The University of Texas at Austin School of Architecture (UTSOA) is a college within The University of Texas at Austin, with its major facilities located on the main university campus in Austin, Texas. UTSOA's dean is Michelle Addington. In 2016, the school's former dean, Frederick "Fritz" Steiner, stepped down citing Texas Government Code Section 411.2031, also known as "Campus Carry," which entitles licensed individuals to carry concealed handguns onto the campus of an institution of higher education.[1]
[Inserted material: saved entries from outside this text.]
//! The unit of measurement: a named, categorized, tagged benchmark with a
//! prepare / timed run / cleanup lifecycle and declared overhead dependencies.

/// A declared contamination from another measurement: `multiplier` times the
/// resolved cost published under `tag` is subtracted from this candidate's
/// raw cost before it is considered final.
#[derive(Debug, Clone, PartialEq)]
pub struct Overhead {
    pub tag: String,
    pub multiplier: f64,
}

impl Overhead {
    /// An overhead with the default multiplier of 1.0.
    pub fn of(tag: impl Into<String>) -> Self {
        Self {
            tag: tag.into(),
            multiplier: 1.0,
        }
    }

    pub fn scaled(tag: impl Into<String>, multiplier: f64) -> Self {
        Self {
            tag: tag.into(),
            multiplier,
        }
    }
}

/// Static description of a candidate: what to call it, where to report it,
/// which tags it publishes, and which overheads contaminate it.
///
/// Candidates with no `name` are still measured (they may exist only as
/// overhead sources) but are excluded from reports.
#[derive(Debug, Clone, Default)]
pub struct CandidateSpec {
    pub name: Option<String>,
    pub categories: Vec<String>,
    pub tags: Vec<String>,
    pub overheads: Vec<Overhead>,
}

impl CandidateSpec {
    pub fn named(name: impl Into<String>) -> Self {
        Self {
            name: Some(name.into()),
            ..Self::default()
        }
    }

    pub fn unnamed() -> Self {
        Self::default()
    }

    pub fn category(mut self, category: impl Into<String>) -> Self {
        self.categories.push(category.into());
        self
    }

    pub fn tag(mut self, tag: impl Into<String>) -> Self {
        self.tags.push(tag.into());
        self
    }

    pub fn overhead(mut self, overhead: Overhead) -> Self {
        self.overheads.push(overhead);
        self
    }

    /// Best identifier available for diagnostics: the display name, else the
    /// first published tag.
    pub fn label(&self) -> &str {
        match (&self.name, self.tags.first()) {
            (Some(name), _) => name,
            (None, Some(tag)) => tag,
            (None, None) => "<unnamed>",
        }
    }
}

/// One measurable unit of operation cost.
///
/// `prepare` may allocate fixture state and must leave the instance ready for
/// `run`; `run(num_ops)` is the timed hot path and must be idempotent over the
/// instance's own state (repeat calls must not change its cost profile);
/// `cleanup` releases whatever `prepare` allocated and is invoked
/// unconditionally after timing, including when `run` panics.
pub trait Candidate {
    fn spec(&self) -> &CandidateSpec;

    fn prepare(&mut self) {}

    fn run(&mut self, num_ops: u64);

    fn cleanup(&mut self) {}
}

/// Declarative candidate: a spec, a fixture constructor, and a run body.
///
/// The body is a plain fn pointer so every catalog entry pays the same
/// dispatch cost in the timed loop, which the baseline candidates then
/// calibrate away. Fixture state lives between `prepare` and `cleanup` only.
pub struct Bench<S> {
    spec: CandidateSpec,
    make: Box<dyn Fn() -> S>,
    body: fn(&mut S, u64),
    state: Option<S>,
}

impl<S: 'static> Bench<S> {
    pub fn boxed(
        spec: CandidateSpec,
        make: impl Fn() -> S + 'static,
        body: fn(&mut S, u64),
    ) -> Box<dyn Candidate> {
        Box::new(Self {
            spec,
            make: Box::new(make),
            body,
            state: None,
        })
    }
}

impl Bench<()> {
    /// A candidate with no fixture state.
    pub fn stateless(spec: CandidateSpec, body: fn(&mut (), u64)) -> Box<dyn Candidate> {
        Self::boxed(spec, || (), body)
    }
}

impl<S> Candidate for Bench<S> {
    fn spec(&self) -> &CandidateSpec {
        &self.spec
    }

    fn prepare(&mut self) {
        self.state = Some((self.make)());
    }

    fn run(&mut self, num_ops: u64) {
        // A missing fixture is a catalog programming error, not a runtime
        // condition to recover from.
        let state = self.state.as_mut().expect("prepare() must run before run()");
        (self.body)(state, num_ops);
    }

    fn cleanup(&mut self) {
        self.state = None;
    }
}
UTSOA has nearly 700 graduate and undergraduate students. There are approximately 65 full-time faculty and 35 adjunct and part-time faculty. The student/faculty ratio is 10:1.

The school has five faculty members that are Rome Fellows, including adjunct professor Coleman Coker, associate professors Hope Hasbruck, Mirka Benes, Nichole Wiedemann, and most recently, 2014 recipient Vincent C. Snyder.

The school is located within the historical core of the University of Texas at Austin campus. As part of the 40 Acres, the college fully occupies Goldsmith Hall, Sutton Hall, and Battle Hall. In 2007, Battle Hall was listed as one of America’s Top 150 Favorite Works of Architecture by The American Institute of Architects (AIA),.[2] UTSOA also occupies part of the West Mall Office Building.

Two of these buildings were designed by Cass Gilbert and another by Paul Philippe Cret. Cret is credited as the designer of the campus master plan for The University of Texas at Austin, and helped to build the Beaux-Arts-style Main Building tower. Cret collaborated with Herbert M. Greene (of Texas firm Greene, LaRoche, and Dahl) and UTSOA Class of 1921 alumnus Robert Leon White for several of his projects.[3]

UTSOA celebrated its centennial in 2010, with a keynote by UTSOA alumnus Craig Dykers of Snøhetta.[4]

History

In 1910, The University of Texas at Austin College of Engineering (now known as the Cockrell School of Engineering) began offering a professional degree in architecture.[5] Two years later, the program had over 30 registered students.[6] The school was expanded over the next two decades under the leadership of Frederick Giesecke and Goldwin Goldsmith. In 1925, the school became the first in Texas to be accepted for membership in the Association of Collegiate Schools of Architecture. The program was accredited in 1935 by the National Architectural Accreditation Board. The school moved into its permanent home in the Architecture Building (Goldsmith Hall, named after Goldwin Goldsmith) in 1933 and became the School of Architecture in 1948.[6] The school's first graduate was Bertram Ernst Giesecke, who was officially licensed as an architect in 1927.[7]

Past and present leaders

  • Hugo F. Kuehne, Chairman (1910 – May 1912)[5]
  • F.E. Giesecke, Chairman (June 1912 – August 1928)
  • T.U. Taylor, Acting Chairman (September 1927 – May 1928)
  • Goldwin Goldsmith, Chairman (June 1928 – May 1935)
  • Walter T. Rolfe, Chairman (June 1935 – May 1946)
  • Hugh McMath, Chairman (June 1946 – June 1950)
  • Robert Talley, Acting Director (July 1950 – August 1951)
  • Harwell Hamilton Harris, Director (September 1951 – June 1955)
  • Hugh McMath, Acting Director (July 1955 – July 1956)
  • Philip D. Creer, Dean (August 1956 – August 1967)
  • Alan Y. Taniguchi, Director (September 1967 – August 1968)
  • Alan Y. Taniguchi, Dean (September 1968 – May 1972)
  • Sinclair Black, Acting Dean (June 1972 – July 1973)
  • Charles Burnette, Dean (August 1973 – December 1975)
  • John A. Gallery, Acting Dean (January 1976 – August 1976)
  • Harold "Hal" Box, Dean (September 1976 – 1992)
  • Lawrence Speck, Dean (1992 – July 2001)
  • Frederick "Fritz" Steiner, Dean (August 2001 – June 2016)
  • Elizabeth Danze, Acting Dean (July 2016 - June 2017)
  • Michelle Addington, Dean (July 2017 - present)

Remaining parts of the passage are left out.